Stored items
□ □ □
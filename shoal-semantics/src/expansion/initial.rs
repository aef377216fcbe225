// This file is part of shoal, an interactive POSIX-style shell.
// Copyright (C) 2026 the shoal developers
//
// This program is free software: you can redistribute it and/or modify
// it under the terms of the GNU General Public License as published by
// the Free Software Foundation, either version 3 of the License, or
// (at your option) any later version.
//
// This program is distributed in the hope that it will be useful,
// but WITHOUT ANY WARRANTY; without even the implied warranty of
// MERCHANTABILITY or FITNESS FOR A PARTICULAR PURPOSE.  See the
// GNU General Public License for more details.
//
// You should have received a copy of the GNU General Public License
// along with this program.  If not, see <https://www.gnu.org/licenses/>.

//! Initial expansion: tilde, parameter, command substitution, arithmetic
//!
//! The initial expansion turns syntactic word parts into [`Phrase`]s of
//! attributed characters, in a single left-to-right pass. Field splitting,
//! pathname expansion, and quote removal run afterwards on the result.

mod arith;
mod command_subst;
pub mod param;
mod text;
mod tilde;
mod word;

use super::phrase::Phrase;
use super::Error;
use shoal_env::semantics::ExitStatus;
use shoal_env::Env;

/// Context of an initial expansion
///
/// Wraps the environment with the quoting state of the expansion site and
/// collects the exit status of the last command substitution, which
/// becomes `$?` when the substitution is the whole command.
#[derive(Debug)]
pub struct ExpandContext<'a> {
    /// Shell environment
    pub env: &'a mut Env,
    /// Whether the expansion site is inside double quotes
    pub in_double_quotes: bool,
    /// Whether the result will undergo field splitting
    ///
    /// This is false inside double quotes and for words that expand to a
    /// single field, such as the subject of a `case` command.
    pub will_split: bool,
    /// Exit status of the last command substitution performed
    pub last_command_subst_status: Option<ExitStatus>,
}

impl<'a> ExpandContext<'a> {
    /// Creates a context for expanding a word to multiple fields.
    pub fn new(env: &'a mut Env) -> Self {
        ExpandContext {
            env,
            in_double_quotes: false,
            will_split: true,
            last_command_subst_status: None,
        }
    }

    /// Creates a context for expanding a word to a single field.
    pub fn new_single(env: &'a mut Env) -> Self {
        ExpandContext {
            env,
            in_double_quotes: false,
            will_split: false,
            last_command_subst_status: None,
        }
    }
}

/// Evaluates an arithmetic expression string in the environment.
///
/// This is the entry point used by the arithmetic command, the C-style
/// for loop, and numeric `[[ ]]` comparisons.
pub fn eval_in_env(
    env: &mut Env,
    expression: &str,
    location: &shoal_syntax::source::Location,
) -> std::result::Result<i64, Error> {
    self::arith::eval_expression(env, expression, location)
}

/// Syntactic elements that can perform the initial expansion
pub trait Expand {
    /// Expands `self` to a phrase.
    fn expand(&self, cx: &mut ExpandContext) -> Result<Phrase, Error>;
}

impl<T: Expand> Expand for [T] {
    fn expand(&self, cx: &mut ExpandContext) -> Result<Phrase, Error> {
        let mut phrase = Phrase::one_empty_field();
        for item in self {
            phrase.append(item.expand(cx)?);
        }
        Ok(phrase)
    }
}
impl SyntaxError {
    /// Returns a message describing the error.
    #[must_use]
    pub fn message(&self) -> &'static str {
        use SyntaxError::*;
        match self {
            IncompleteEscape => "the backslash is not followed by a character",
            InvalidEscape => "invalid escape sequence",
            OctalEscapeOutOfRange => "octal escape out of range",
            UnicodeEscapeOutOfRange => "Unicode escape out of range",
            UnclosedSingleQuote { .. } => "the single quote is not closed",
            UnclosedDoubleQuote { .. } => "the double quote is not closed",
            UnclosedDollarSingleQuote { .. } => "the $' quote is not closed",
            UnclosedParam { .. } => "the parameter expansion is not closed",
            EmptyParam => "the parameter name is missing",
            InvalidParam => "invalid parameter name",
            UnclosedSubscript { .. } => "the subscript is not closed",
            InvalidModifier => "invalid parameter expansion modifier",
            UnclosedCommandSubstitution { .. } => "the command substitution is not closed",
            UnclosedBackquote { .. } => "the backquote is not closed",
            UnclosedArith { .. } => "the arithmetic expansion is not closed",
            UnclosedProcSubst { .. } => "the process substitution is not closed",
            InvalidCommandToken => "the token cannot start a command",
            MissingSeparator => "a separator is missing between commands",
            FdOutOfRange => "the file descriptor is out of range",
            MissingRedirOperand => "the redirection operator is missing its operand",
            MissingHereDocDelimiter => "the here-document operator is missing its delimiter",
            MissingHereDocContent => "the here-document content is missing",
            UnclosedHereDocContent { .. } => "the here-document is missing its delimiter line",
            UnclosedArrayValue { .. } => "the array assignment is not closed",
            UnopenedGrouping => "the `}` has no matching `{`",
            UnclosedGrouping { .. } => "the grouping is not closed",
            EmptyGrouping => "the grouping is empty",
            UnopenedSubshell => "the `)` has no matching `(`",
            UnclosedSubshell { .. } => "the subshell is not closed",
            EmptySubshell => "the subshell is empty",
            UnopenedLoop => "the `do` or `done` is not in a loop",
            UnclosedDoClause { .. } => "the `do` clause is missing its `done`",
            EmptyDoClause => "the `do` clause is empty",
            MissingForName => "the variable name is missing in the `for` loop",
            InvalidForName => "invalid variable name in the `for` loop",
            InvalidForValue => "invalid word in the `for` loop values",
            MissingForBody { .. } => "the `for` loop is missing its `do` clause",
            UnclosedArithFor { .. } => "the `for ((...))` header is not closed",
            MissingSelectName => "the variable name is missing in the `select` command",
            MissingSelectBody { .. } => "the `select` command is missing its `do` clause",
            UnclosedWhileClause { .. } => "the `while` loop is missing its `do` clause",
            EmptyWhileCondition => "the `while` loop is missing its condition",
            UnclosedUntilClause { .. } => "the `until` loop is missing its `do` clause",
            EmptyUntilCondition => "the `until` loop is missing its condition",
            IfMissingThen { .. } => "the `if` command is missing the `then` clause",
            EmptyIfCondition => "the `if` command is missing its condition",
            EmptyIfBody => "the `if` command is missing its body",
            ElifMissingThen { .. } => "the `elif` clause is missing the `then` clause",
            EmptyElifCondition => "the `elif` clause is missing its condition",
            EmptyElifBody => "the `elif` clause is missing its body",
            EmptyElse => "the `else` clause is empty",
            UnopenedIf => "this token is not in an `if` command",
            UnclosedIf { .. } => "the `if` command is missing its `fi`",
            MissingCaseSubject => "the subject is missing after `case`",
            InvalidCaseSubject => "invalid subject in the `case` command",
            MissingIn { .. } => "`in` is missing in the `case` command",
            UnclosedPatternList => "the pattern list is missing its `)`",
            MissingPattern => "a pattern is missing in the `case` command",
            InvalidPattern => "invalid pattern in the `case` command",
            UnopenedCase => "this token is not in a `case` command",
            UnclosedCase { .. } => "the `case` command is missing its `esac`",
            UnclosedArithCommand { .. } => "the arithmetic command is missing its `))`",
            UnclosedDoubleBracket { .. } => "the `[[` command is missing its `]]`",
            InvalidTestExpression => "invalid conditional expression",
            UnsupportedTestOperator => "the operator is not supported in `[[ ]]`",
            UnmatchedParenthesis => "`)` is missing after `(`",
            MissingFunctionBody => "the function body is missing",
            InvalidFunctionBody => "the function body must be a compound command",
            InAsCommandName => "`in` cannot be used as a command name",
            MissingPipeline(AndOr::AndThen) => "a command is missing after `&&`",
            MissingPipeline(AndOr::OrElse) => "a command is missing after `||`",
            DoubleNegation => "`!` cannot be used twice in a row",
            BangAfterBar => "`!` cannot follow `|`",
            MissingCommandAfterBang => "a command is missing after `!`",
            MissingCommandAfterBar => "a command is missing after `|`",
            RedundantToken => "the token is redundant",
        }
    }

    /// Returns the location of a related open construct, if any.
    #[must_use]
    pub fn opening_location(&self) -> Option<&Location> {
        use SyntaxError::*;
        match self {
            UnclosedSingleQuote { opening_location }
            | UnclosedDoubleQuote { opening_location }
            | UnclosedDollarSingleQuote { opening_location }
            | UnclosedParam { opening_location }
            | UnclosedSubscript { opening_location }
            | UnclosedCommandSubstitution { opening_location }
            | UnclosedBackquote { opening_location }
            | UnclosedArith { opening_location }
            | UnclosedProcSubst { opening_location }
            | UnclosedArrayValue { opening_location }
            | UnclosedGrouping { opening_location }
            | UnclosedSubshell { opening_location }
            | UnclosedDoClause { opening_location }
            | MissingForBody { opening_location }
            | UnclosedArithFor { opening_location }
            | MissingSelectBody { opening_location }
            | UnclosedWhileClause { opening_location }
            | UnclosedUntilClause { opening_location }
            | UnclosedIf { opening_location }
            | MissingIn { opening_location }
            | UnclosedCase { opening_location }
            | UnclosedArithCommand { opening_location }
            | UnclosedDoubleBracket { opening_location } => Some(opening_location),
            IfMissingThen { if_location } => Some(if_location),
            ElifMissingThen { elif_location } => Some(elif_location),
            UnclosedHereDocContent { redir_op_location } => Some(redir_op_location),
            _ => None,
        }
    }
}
□ □ □
*TASK TO COMPLETE:* Of the entries above, tally the lines with "Public" in them. Only the total should be given.

*SOLVED PROBLEM:* 3